-- Task instructions --
Please return every record below exactly as it stands.

-- Study material --
......
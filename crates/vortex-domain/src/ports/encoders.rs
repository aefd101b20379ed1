//! Encoder set ports.
//!
//! Embedding models are external collaborators: each encoder is a pure
//! function from text to a vector. BM25 is the exception; it is fitted
//! in-process over a corpus and holds vocabulary state behind interior
//! mutability so a retrain can atomically swap the model.

use async_trait::async_trait;

use crate::error::Result;
use crate::value_objects::SparseVector;

/// Dense sentence encoder; output is L2-normalized.
#[async_trait]
pub trait DenseEncoder: Send + Sync {
    /// Encode a single text
    async fn encode(&self, text: &str) -> Result<Vec<f32>>;

    /// Encode a batch of texts
    async fn encode_batch(&self, texts: &[String]) -> Result<Vec<Vec<f32>>>;

    /// Output dimensionality
    fn dimensions(&self) -> usize;
}

/// BM25-style sparse encoder over a fitted vocabulary.
pub trait SparseEncoder: Send + Sync {
    /// Encode text; returns an empty vector until the model is fitted
    fn encode(&self, text: &str) -> SparseVector;

    /// True once a model has been fitted or loaded
    fn is_ready(&self) -> bool;

    /// Fit the vocabulary and document statistics over a corpus, replacing
    /// the active model atomically
    ///
    /// # Errors
    /// Returns an error when the corpus is empty or the model cannot be
    /// persisted.
    fn fit(&self, corpus: &[String]) -> Result<()>;
}

/// SPLADE sparse expansion encoder.
#[async_trait]
pub trait SpladeEncoder: Send + Sync {
    /// Encode a single text; empty when the encoder is disabled
    async fn encode(&self, text: &str) -> Result<SparseVector>;

    /// Encode a batch of texts
    async fn encode_batch(&self, texts: &[String]) -> Result<Vec<SparseVector>>;

    /// False when SPLADE is disabled by configuration
    fn enabled(&self) -> bool;
}

/// Cross-encoder used only by the rerank stage.
#[async_trait]
pub trait CrossEncoder: Send + Sync {
    /// Score each `(query, text)` pair; higher is more relevant
    async fn score(&self, query: &str, texts: &[String]) -> Result<Vec<f32>>;
}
......
-- Solution --
filename crates/vortex-domain/src/ports/encoders.rs
repository aefd101b20379ed1
//! Encoder set ports.
//!
//! Embedding models are external collaborators: each encoder is a pure
//! function from text to a vector. BM25 is the exception; it is fitted
//! in-process over a corpus and holds vocabulary state behind interior
//! mutability so a retrain can atomically swap the model.

use async_trait::async_trait;

use crate::error::Result;
use crate::value_objects::SparseVector;

/// Dense sentence encoder; output is L2-normalized.
#[async_trait]
pub trait DenseEncoder: Send + Sync {
    /// Encode a single text
    async fn encode(&self, text: &str) -> Result<Vec<f32>>;

    /// Encode a batch of texts
    async fn encode_batch(&self, texts: &[String]) -> Result<Vec<Vec<f32>>>;

    /// Output dimensionality
    fn dimensions(&self) -> usize;
}

/// BM25-style sparse encoder over a fitted vocabulary.
pub trait SparseEncoder: Send + Sync {
    /// Encode text; returns an empty vector until the model is fitted
    fn encode(&self, text: &str) -> SparseVector;

    /// True once a model has been fitted or loaded
    fn is_ready(&self) -> bool;

    /// Fit the vocabulary and document statistics over a corpus, replacing
    /// the active model atomically
    ///
    /// # Errors
    /// Returns an error when the corpus is empty or the model cannot be
    /// persisted.
    fn fit(&self, corpus: &[String]) -> Result<()>;
}

/// SPLADE sparse expansion encoder.
#[async_trait]
pub trait SpladeEncoder: Send + Sync {
    /// Encode a single text; empty when the encoder is disabled
    async fn encode(&self, text: &str) -> Result<SparseVector>;

    /// Encode a batch of texts
    async fn encode_batch(&self, texts: &[String]) -> Result<Vec<SparseVector>>;

    /// False when SPLADE is disabled by configuration
    fn enabled(&self) -> bool;
}

/// Cross-encoder used only by the rerank stage.
#[async_trait]
pub trait CrossEncoder: Send + Sync {
    /// Score each `(query, text)` pair; higher is more relevant
    async fn score(&self, query: &str, texts: &[String]) -> Result<Vec<f32>>;
}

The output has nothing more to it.